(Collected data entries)
* * *

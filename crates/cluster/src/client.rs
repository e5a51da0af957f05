//! Kubernetes API abstraction for testability.
//!
//! The [`ClusterClient`] trait covers every cluster call the validator
//! makes. Production code uses [`KubeClusterClient`](crate::KubeClusterClient);
//! tests use `SimulatedCluster` from the `simulated` feature.
//!
//! # Error Handling
//!
//! - **404**: `ClusterError::NotFound`; namespaced deletes map it to `Ok(())`
//! - **409**: `ClusterError::AlreadyExists`
//! - **transport failures**: `ClusterError::Connection`, which aborts the run
//! - anything else: `ClusterError::Api` with the status code

use std::collections::BTreeMap;
use std::future::Future;

use crate::error::ClusterError;
use crate::resources::{
    ConfigMapRequest, DaemonSetRequest, DaemonSetState, DeploymentRequest, DeploymentState,
    IngressRequest, IngressState, NodeInfo, PodRequest, PodState, PvcRequest, PvcState,
    ResourceKind, ResourceRef, ServiceRequest, ServiceState, StorageClassInfo,
};

/// Trait abstracting Kubernetes API operations.
///
/// The trait is `Send + Sync + 'static`, so one client can be shared as an
/// `Arc` between concurrently running categories.
pub trait ClusterClient: Send + Sync + 'static {
    /// API server URL.
    fn endpoint(&self) -> String;

    /// Server version string; doubles as the reachability probe.
    fn server_version(&self) -> impl Future<Output = Result<String, ClusterError>> + Send;

    // --- namespaces ---

    fn create_namespace(&self, name: &str) -> impl Future<Output = Result<(), ClusterError>> + Send;

    /// Deleting a namespace that does not exist succeeds.
    fn delete_namespace(&self, name: &str) -> impl Future<Output = Result<(), ClusterError>> + Send;

    fn namespace_exists(&self, name: &str) -> impl Future<Output = Result<bool, ClusterError>> + Send;

    // --- pods ---

    fn create_pod(
        &self,
        namespace: &str,
        pod: &PodRequest,
    ) -> impl Future<Output = Result<(), ClusterError>> + Send;

    fn get_pod(
        &self,
        namespace: &str,
        name: &str,
    ) -> impl Future<Output = Result<PodState, ClusterError>> + Send;

    fn delete_pod(
        &self,
        namespace: &str,
        name: &str,
    ) -> impl Future<Output = Result<(), ClusterError>> + Send;

    /// Pods in `namespace`, optionally filtered by an equality label selector.
    fn list_pods(
        &self,
        namespace: &str,
        selector: Option<&str>,
    ) -> impl Future<Output = Result<Vec<PodState>, ClusterError>> + Send;

    fn pod_logs(
        &self,
        namespace: &str,
        name: &str,
    ) -> impl Future<Output = Result<String, ClusterError>> + Send;

    // --- deployments ---

    fn create_deployment(
        &self,
        namespace: &str,
        deployment: &DeploymentRequest,
    ) -> impl Future<Output = Result<(), ClusterError>> + Send;

    fn get_deployment(
        &self,
        namespace: &str,
        name: &str,
    ) -> impl Future<Output = Result<DeploymentState, ClusterError>> + Send;

    fn delete_deployment(
        &self,
        namespace: &str,
        name: &str,
    ) -> impl Future<Output = Result<(), ClusterError>> + Send;

    // --- services ---

    fn create_service(
        &self,
        namespace: &str,
        service: &ServiceRequest,
    ) -> impl Future<Output = Result<(), ClusterError>> + Send;

    fn get_service(
        &self,
        namespace: &str,
        name: &str,
    ) -> impl Future<Output = Result<ServiceState, ClusterError>> + Send;

    fn delete_service(
        &self,
        namespace: &str,
        name: &str,
    ) -> impl Future<Output = Result<(), ClusterError>> + Send;

    // --- ingresses ---

    fn create_ingress(
        &self,
        namespace: &str,
        ingress: &IngressRequest,
    ) -> impl Future<Output = Result<(), ClusterError>> + Send;

    fn get_ingress(
        &self,
        namespace: &str,
        name: &str,
    ) -> impl Future<Output = Result<IngressState, ClusterError>> + Send;

    fn delete_ingress(
        &self,
        namespace: &str,
        name: &str,
    ) -> impl Future<Output = Result<(), ClusterError>> + Send;

    // --- persistent volume claims ---

    fn create_pvc(
        &self,
        namespace: &str,
        pvc: &PvcRequest,
    ) -> impl Future<Output = Result<(), ClusterError>> + Send;

    fn get_pvc(
        &self,
        namespace: &str,
        name: &str,
    ) -> impl Future<Output = Result<PvcState, ClusterError>> + Send;

    fn delete_pvc(
        &self,
        namespace: &str,
        name: &str,
    ) -> impl Future<Output = Result<(), ClusterError>> + Send;

    /// Request a larger size for a bound claim.
    fn expand_pvc(
        &self,
        namespace: &str,
        name: &str,
        size: &str,
    ) -> impl Future<Output = Result<(), ClusterError>> + Send;

    // --- daemonsets ---

    fn create_daemonset(
        &self,
        namespace: &str,
        daemonset: &DaemonSetRequest,
    ) -> impl Future<Output = Result<(), ClusterError>> + Send;

    fn get_daemonset(
        &self,
        namespace: &str,
        name: &str,
    ) -> impl Future<Output = Result<DaemonSetState, ClusterError>> + Send;

    fn delete_daemonset(
        &self,
        namespace: &str,
        name: &str,
    ) -> impl Future<Output = Result<(), ClusterError>> + Send;

    // --- config maps ---

    fn create_config_map(
        &self,
        namespace: &str,
        config_map: &ConfigMapRequest,
    ) -> impl Future<Output = Result<(), ClusterError>> + Send;

    fn get_config_map(
        &self,
        namespace: &str,
        name: &str,
    ) -> impl Future<Output = Result<BTreeMap<String, String>, ClusterError>> + Send;

    fn delete_config_map(
        &self,
        namespace: &str,
        name: &str,
    ) -> impl Future<Output = Result<(), ClusterError>> + Send;

    // --- cluster scoped ---

    fn list_nodes(&self) -> impl Future<Output = Result<Vec<NodeInfo>, ClusterError>> + Send;

    fn list_storage_classes(
        &self,
    ) -> impl Future<Output = Result<Vec<StorageClassInfo>, ClusterError>> + Send;
}

/// Delete any namespaced object by reference.
pub async fn delete_resource<C: ClusterClient>(
    client: &C,
    resource: &ResourceRef,
) -> Result<(), ClusterError> {
    let ns = resource.namespace.as_str();
    let name = resource.name.as_str();
    match resource.kind {
        ResourceKind::Pod => client.delete_pod(ns, name).await,
        ResourceKind::Deployment => client.delete_deployment(ns, name).await,
        ResourceKind::Service => client.delete_service(ns, name).await,
        ResourceKind::PersistentVolumeClaim => client.delete_pvc(ns, name).await,
        ResourceKind::DaemonSet => client.delete_daemonset(ns, name).await,
        ResourceKind::ConfigMap => client.delete_config_map(ns, name).await,
        ResourceKind::Ingress => client.delete_ingress(ns, name).await,
        ResourceKind::Namespace => client.delete_namespace(name).await,
        kind @ (ResourceKind::Node | ResourceKind::StorageClass) => Err(ClusterError::Api {
            operation: format!("delete_{kind}"),
            code: None,
            message: format!("{kind} objects are never deleted by the validator"),
        }),
    }
}

/// Treat not-found as success; used by idempotent deletes.
pub(crate) fn ignore_not_found(result: Result<(), ClusterError>) -> Result<(), ClusterError> {
    match result {
        Err(ClusterError::NotFound { .. }) => Ok(()),
        other => other,
    }
}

* * *

Restate each of the entries above verbatim.

- WRITTEN SOLUTION:
filename crates/cluster/src/client.rs
repository e5a51da0af957f05
//! Kubernetes API abstraction for testability.
//!
//! The [`ClusterClient`] trait covers every cluster call the validator
//! makes. Production code uses [`KubeClusterClient`](crate::KubeClusterClient);
//! tests use `SimulatedCluster` from the `simulated` feature.
//!
//! # Error Handling
//!
//! - **404**: `ClusterError::NotFound`; namespaced deletes map it to `Ok(())`
//! - **409**: `ClusterError::AlreadyExists`
//! - **transport failures**: `ClusterError::Connection`, which aborts the run
//! - anything else: `ClusterError::Api` with the status code

use std::collections::BTreeMap;
use std::future::Future;

use crate::error::ClusterError;
use crate::resources::{
    ConfigMapRequest, DaemonSetRequest, DaemonSetState, DeploymentRequest, DeploymentState,
    IngressRequest, IngressState, NodeInfo, PodRequest, PodState, PvcRequest, PvcState,
    ResourceKind, ResourceRef, ServiceRequest, ServiceState, StorageClassInfo,
};

/// Trait abstracting Kubernetes API operations.
///
/// The trait is `Send + Sync + 'static`, so one client can be shared as an
/// `Arc` between concurrently running categories.
pub trait ClusterClient: Send + Sync + 'static {
    /// API server URL.
    fn endpoint(&self) -> String;

    /// Server version string; doubles as the reachability probe.
    fn server_version(&self) -> impl Future<Output = Result<String, ClusterError>> + Send;

    // --- namespaces ---

    fn create_namespace(&self, name: &str) -> impl Future<Output = Result<(), ClusterError>> + Send;

    /// Deleting a namespace that does not exist succeeds.
    fn delete_namespace(&self, name: &str) -> impl Future<Output = Result<(), ClusterError>> + Send;

    fn namespace_exists(&self, name: &str) -> impl Future<Output = Result<bool, ClusterError>> + Send;

    // --- pods ---

    fn create_pod(
        &self,
        namespace: &str,
        pod: &PodRequest,
    ) -> impl Future<Output = Result<(), ClusterError>> + Send;

    fn get_pod(
        &self,
        namespace: &str,
        name: &str,
    ) -> impl Future<Output = Result<PodState, ClusterError>> + Send;

    fn delete_pod(
        &self,
        namespace: &str,
        name: &str,
    ) -> impl Future<Output = Result<(), ClusterError>> + Send;

    /// Pods in `namespace`, optionally filtered by an equality label selector.
    fn list_pods(
        &self,
        namespace: &str,
        selector: Option<&str>,
    ) -> impl Future<Output = Result<Vec<PodState>, ClusterError>> + Send;

    fn pod_logs(
        &self,
        namespace: &str,
        name: &str,
    ) -> impl Future<Output = Result<String, ClusterError>> + Send;

    // --- deployments ---

    fn create_deployment(
        &self,
        namespace: &str,
        deployment: &DeploymentRequest,
    ) -> impl Future<Output = Result<(), ClusterError>> + Send;

    fn get_deployment(
        &self,
        namespace: &str,
        name: &str,
    ) -> impl Future<Output = Result<DeploymentState, ClusterError>> + Send;

    fn delete_deployment(
        &self,
        namespace: &str,
        name: &str,
    ) -> impl Future<Output = Result<(), ClusterError>> + Send;

    // --- services ---

    fn create_service(
        &self,
        namespace: &str,
        service: &ServiceRequest,
    ) -> impl Future<Output = Result<(), ClusterError>> + Send;

    fn get_service(
        &self,
        namespace: &str,
        name: &str,
    ) -> impl Future<Output = Result<ServiceState, ClusterError>> + Send;

    fn delete_service(
        &self,
        namespace: &str,
        name: &str,
    ) -> impl Future<Output = Result<(), ClusterError>> + Send;

    // --- ingresses ---

    fn create_ingress(
        &self,
        namespace: &str,
        ingress: &IngressRequest,
    ) -> impl Future<Output = Result<(), ClusterError>> + Send;

    fn get_ingress(
        &self,
        namespace: &str,
        name: &str,
    ) -> impl Future<Output = Result<IngressState, ClusterError>> + Send;

    fn delete_ingress(
        &self,
        namespace: &str,
        name: &str,
    ) -> impl Future<Output = Result<(), ClusterError>> + Send;

    // --- persistent volume claims ---

    fn create_pvc(
        &self,
        namespace: &str,
        pvc: &PvcRequest,
    ) -> impl Future<Output = Result<(), ClusterError>> + Send;

    fn get_pvc(
        &self,
        namespace: &str,
        name: &str,
    ) -> impl Future<Output = Result<PvcState, ClusterError>> + Send;

    fn delete_pvc(
        &self,
        namespace: &str,
        name: &str,
    ) -> impl Future<Output = Result<(), ClusterError>> + Send;

    /// Request a larger size for a bound claim.
    fn expand_pvc(
        &self,
        namespace: &str,
        name: &str,
        size: &str,
    ) -> impl Future<Output = Result<(), ClusterError>> + Send;

    // --- daemonsets ---

    fn create_daemonset(
        &self,
        namespace: &str,
        daemonset: &DaemonSetRequest,
    ) -> impl Future<Output = Result<(), ClusterError>> + Send;

    fn get_daemonset(
        &self,
        namespace: &str,
        name: &str,
    ) -> impl Future<Output = Result<DaemonSetState, ClusterError>> + Send;

    fn delete_daemonset(
        &self,
        namespace: &str,
        name: &str,
    ) -> impl Future<Output = Result<(), ClusterError>> + Send;

    // --- config maps ---

    fn create_config_map(
        &self,
        namespace: &str,
        config_map: &ConfigMapRequest,
    ) -> impl Future<Output = Result<(), ClusterError>> + Send;

    fn get_config_map(
        &self,
        namespace: &str,
        name: &str,
    ) -> impl Future<Output = Result<BTreeMap<String, String>, ClusterError>> + Send;

    fn delete_config_map(
        &self,
        namespace: &str,
        name: &str,
    ) -> impl Future<Output = Result<(), ClusterError>> + Send;

    // --- cluster scoped ---

    fn list_nodes(&self) -> impl Future<Output = Result<Vec<NodeInfo>, ClusterError>> + Send;

    fn list_storage_classes(
        &self,
    ) -> impl Future<Output = Result<Vec<StorageClassInfo>, ClusterError>> + Send;
}

/// Delete any namespaced object by reference.
pub async fn delete_resource<C: ClusterClient>(
    client: &C,
    resource: &ResourceRef,
) -> Result<(), ClusterError> {
    let ns = resource.namespace.as_str();
    let name = resource.name.as_str();
    match resource.kind {
        ResourceKind::Pod => client.delete_pod(ns, name).await,
        ResourceKind::Deployment => client.delete_deployment(ns, name).await,
        ResourceKind::Service => client.delete_service(ns, name).await,
        ResourceKind::PersistentVolumeClaim => client.delete_pvc(ns, name).await,
        ResourceKind::DaemonSet => client.delete_daemonset(ns, name).await,
        ResourceKind::ConfigMap => client.delete_config_map(ns, name).await,
        ResourceKind::Ingress => client.delete_ingress(ns, name).await,
        ResourceKind::Namespace => client.delete_namespace(name).await,
        kind @ (ResourceKind::Node | ResourceKind::StorageClass) => Err(ClusterError::Api {
            operation: format!("delete_{kind}"),
            code: None,
            message: format!("{kind} objects are never deleted by the validator"),
        }),
    }
}

/// Treat not-found as success; used by idempotent deletes.
pub(crate) fn ignore_not_found(result: Result<(), ClusterError>) -> Result<(), ClusterError> {
    match result {
        Err(ClusterError::NotFound { .. }) => Ok(()),
        other => other,
    }
}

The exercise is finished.